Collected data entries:
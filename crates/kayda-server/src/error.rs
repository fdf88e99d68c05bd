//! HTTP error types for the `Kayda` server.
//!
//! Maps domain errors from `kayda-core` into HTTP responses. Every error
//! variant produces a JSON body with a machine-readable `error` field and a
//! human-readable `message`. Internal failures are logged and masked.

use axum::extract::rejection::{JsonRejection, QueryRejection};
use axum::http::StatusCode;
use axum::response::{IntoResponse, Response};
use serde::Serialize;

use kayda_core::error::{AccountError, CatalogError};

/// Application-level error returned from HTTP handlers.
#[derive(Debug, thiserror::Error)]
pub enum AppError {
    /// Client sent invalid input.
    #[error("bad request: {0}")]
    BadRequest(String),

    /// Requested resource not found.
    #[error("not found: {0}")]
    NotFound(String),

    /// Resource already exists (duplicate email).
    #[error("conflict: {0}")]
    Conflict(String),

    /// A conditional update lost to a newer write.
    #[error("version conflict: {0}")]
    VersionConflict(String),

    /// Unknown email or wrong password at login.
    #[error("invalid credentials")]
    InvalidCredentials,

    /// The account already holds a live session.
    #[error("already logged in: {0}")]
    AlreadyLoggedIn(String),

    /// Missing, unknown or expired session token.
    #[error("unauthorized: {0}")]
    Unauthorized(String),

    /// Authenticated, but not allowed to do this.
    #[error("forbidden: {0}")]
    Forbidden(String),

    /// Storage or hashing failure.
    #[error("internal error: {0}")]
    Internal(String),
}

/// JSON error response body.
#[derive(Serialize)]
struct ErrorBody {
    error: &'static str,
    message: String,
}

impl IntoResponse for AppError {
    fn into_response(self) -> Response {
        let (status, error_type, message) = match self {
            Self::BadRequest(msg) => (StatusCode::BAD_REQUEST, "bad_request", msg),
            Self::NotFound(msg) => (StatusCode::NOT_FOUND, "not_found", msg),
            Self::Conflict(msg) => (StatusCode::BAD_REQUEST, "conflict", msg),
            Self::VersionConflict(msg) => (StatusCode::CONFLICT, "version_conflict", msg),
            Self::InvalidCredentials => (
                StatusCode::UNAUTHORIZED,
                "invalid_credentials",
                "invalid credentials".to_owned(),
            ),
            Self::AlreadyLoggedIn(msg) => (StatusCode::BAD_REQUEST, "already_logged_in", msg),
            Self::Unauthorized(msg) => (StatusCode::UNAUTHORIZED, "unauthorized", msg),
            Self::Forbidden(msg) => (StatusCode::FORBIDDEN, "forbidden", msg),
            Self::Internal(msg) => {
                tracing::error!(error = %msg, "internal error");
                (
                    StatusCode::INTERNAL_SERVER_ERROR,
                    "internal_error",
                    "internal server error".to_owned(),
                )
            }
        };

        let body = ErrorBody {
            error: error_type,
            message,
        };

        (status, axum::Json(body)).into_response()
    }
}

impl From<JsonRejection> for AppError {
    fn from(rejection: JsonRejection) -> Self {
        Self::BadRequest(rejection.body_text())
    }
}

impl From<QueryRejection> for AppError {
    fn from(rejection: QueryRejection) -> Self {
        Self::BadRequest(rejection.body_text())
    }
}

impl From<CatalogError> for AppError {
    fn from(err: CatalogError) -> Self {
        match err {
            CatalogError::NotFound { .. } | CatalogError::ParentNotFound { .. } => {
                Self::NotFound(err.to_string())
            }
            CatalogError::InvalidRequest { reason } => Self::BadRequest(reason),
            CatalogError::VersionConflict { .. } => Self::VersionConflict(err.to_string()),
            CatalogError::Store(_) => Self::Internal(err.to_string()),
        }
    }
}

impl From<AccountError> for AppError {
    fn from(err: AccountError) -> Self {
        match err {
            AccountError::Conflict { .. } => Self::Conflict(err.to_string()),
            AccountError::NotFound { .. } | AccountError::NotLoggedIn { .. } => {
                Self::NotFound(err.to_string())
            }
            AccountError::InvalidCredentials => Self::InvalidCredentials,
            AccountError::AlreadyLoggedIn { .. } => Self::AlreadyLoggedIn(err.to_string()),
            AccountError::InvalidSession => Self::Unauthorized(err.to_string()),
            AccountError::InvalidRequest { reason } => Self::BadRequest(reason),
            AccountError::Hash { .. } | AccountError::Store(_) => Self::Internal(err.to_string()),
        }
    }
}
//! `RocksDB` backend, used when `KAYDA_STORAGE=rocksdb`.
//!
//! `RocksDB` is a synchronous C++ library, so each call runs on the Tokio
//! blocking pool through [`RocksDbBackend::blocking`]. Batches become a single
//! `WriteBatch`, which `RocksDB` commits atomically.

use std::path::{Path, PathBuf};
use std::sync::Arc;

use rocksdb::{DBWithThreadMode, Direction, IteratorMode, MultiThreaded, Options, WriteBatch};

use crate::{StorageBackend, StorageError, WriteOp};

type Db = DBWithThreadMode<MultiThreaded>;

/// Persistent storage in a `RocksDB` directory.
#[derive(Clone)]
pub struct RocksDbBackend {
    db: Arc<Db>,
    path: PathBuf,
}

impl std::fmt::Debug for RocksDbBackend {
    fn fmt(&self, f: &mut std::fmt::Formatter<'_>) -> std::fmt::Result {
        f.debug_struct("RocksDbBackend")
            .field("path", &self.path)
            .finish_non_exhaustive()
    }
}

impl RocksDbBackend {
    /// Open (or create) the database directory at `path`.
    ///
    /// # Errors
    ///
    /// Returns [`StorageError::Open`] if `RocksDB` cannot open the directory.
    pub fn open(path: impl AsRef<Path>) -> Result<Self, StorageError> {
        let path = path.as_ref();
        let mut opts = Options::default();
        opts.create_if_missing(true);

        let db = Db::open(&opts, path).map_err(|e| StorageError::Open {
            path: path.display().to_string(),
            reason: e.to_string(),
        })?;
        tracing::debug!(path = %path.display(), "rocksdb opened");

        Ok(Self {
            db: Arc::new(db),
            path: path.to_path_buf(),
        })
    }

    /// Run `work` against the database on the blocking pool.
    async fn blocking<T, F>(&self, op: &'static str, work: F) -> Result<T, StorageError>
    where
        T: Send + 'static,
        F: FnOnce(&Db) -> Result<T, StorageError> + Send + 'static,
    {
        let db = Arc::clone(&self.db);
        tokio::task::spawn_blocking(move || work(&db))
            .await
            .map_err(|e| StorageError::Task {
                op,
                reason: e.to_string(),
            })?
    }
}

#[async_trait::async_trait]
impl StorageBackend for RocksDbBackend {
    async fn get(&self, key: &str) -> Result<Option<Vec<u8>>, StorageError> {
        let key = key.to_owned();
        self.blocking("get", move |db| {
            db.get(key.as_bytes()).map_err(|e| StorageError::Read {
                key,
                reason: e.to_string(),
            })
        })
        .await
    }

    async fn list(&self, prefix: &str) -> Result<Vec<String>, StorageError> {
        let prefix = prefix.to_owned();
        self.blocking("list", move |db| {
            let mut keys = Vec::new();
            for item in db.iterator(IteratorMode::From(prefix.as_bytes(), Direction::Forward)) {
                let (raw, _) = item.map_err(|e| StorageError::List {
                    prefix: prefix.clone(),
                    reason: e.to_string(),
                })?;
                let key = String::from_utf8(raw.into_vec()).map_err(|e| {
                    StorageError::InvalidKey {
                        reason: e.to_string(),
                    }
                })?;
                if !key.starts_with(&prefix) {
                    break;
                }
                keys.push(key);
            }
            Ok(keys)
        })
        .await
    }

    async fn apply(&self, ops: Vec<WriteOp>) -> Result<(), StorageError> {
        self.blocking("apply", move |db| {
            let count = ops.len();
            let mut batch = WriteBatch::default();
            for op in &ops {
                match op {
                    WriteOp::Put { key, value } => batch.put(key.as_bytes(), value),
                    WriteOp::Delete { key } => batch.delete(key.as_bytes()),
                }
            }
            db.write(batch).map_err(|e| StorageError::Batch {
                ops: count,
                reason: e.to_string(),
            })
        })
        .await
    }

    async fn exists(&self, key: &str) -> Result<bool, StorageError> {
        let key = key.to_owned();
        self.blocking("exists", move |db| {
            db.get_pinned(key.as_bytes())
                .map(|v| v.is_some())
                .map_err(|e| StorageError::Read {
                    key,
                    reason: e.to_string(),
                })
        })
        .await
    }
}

==

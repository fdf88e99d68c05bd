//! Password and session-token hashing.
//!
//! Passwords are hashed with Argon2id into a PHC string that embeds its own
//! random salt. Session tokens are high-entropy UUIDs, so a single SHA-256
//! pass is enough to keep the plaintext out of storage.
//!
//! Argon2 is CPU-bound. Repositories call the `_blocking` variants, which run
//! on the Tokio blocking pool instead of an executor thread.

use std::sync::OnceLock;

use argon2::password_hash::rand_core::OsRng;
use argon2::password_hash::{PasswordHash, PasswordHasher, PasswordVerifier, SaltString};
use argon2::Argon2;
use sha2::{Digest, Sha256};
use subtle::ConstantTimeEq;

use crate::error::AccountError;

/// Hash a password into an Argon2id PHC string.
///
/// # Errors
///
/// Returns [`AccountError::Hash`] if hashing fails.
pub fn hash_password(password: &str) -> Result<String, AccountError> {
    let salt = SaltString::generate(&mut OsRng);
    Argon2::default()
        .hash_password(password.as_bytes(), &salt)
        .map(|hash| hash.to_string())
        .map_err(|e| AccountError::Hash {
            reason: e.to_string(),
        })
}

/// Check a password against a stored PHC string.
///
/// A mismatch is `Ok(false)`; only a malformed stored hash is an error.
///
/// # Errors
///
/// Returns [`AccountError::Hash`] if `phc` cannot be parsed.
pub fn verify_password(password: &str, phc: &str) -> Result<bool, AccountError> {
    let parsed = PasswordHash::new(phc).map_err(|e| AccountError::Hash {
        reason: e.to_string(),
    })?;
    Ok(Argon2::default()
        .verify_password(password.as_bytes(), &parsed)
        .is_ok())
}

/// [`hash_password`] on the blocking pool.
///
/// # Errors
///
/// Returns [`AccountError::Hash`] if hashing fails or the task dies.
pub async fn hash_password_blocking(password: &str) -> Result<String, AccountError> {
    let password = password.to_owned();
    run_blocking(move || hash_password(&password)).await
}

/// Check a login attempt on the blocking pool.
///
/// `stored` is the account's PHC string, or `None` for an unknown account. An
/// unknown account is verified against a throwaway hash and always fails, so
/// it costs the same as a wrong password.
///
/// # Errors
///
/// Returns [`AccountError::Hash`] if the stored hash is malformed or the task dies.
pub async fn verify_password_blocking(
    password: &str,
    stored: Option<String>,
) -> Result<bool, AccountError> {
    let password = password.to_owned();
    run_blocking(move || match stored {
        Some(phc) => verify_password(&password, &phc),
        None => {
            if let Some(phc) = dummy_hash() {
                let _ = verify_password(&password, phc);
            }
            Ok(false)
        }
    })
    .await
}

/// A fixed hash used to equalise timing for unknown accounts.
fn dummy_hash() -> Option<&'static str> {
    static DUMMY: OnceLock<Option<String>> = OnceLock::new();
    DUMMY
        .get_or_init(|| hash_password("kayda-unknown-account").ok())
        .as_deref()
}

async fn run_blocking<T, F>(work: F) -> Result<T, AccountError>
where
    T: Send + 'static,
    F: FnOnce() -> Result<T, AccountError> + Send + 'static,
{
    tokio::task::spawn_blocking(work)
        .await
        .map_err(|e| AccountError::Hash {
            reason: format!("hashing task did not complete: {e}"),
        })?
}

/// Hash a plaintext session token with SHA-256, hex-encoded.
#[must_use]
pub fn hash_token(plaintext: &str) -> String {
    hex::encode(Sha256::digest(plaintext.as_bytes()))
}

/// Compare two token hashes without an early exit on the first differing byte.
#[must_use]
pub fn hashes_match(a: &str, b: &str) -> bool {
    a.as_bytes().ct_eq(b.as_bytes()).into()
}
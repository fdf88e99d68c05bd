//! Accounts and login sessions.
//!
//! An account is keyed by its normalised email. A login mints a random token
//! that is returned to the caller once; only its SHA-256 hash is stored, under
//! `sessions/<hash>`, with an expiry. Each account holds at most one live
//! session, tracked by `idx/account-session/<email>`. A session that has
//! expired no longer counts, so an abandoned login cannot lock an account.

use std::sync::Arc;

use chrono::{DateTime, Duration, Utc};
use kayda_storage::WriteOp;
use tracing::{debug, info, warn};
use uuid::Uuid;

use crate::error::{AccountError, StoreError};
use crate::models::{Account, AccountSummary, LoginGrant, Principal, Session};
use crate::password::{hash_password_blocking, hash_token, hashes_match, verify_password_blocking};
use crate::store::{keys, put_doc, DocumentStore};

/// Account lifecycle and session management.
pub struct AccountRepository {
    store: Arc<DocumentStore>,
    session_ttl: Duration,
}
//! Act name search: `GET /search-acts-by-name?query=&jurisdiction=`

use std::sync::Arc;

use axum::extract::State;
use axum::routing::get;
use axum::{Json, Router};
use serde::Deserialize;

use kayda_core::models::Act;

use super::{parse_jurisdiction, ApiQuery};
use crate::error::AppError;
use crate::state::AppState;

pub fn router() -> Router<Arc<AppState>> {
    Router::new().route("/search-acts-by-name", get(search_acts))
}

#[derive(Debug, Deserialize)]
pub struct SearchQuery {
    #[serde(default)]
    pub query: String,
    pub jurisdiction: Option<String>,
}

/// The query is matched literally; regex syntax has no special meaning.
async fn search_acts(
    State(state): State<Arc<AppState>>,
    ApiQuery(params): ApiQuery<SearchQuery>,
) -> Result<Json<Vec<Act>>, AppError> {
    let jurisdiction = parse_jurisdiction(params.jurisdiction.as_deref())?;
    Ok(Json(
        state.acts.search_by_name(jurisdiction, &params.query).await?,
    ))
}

==

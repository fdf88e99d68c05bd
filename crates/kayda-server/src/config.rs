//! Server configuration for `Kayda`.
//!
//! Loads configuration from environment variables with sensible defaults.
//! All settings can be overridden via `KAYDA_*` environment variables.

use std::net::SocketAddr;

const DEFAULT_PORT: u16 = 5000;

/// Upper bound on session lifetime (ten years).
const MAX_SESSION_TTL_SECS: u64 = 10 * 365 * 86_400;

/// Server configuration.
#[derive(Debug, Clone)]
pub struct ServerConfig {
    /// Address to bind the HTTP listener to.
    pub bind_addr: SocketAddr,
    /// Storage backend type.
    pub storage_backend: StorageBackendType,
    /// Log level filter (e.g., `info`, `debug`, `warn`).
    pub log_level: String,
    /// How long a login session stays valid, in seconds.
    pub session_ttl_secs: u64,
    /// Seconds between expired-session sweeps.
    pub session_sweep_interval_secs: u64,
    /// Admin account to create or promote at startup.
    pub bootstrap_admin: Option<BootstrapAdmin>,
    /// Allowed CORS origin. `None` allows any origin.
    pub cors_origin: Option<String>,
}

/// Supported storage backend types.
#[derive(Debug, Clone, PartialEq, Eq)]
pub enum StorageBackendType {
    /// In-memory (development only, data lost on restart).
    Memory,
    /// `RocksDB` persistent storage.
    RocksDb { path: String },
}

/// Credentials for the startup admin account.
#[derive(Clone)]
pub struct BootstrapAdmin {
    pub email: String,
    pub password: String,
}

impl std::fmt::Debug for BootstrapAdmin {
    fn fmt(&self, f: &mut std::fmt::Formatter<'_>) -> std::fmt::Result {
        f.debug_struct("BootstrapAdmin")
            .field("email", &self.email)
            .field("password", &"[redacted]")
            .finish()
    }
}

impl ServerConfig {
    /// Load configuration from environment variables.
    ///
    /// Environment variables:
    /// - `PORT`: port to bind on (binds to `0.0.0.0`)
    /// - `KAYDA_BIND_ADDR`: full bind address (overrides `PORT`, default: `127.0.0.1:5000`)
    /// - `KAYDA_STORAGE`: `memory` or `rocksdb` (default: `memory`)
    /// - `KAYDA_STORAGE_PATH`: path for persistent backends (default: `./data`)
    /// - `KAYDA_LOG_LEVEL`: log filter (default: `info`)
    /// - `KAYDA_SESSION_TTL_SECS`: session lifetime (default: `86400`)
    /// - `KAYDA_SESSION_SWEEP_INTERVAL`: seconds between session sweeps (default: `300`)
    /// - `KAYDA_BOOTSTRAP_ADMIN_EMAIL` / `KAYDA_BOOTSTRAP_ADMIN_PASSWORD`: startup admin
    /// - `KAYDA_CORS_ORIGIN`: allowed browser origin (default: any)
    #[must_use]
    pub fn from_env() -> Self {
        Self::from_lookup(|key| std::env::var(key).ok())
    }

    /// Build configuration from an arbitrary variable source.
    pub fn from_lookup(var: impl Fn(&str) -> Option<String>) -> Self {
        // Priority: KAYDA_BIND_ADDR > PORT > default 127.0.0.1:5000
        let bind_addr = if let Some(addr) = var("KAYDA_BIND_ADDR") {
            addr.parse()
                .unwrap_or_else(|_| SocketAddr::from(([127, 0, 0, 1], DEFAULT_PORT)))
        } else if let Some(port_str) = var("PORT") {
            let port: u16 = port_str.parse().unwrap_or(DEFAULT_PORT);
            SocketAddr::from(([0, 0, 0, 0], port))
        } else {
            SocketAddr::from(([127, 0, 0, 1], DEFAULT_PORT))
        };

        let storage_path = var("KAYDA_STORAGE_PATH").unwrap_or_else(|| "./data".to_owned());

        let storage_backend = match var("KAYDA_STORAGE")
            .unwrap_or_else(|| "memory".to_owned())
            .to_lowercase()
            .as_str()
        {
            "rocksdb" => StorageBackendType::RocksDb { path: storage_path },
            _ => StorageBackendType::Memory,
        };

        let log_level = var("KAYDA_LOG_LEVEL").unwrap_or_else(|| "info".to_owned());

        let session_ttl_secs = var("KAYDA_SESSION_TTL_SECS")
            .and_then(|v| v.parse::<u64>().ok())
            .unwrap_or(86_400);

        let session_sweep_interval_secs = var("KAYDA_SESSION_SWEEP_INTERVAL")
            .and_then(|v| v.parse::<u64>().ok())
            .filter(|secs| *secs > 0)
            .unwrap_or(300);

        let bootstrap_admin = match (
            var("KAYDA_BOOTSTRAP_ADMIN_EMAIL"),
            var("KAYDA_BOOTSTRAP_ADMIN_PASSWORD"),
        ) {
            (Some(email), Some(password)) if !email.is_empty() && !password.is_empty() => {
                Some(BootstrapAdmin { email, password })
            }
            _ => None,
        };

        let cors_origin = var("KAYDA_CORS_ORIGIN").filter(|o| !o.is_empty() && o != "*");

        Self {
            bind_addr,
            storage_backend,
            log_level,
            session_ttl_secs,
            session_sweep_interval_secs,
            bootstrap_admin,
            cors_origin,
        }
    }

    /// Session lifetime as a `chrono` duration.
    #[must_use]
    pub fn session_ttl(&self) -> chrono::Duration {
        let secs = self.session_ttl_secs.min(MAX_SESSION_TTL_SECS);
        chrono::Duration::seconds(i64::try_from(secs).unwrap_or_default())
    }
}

Your goal:
For each line above that contains "prefix", make a copy.

Answer box:
    async fn list(&self, prefix: &str) -> Result<Vec<String>, StorageError> {
        let prefix = prefix.to_owned();
            for item in db.iterator(IteratorMode::From(prefix.as_bytes(), Direction::Forward)) {
                    prefix: prefix.clone(),
                if !key.starts_with(&prefix) {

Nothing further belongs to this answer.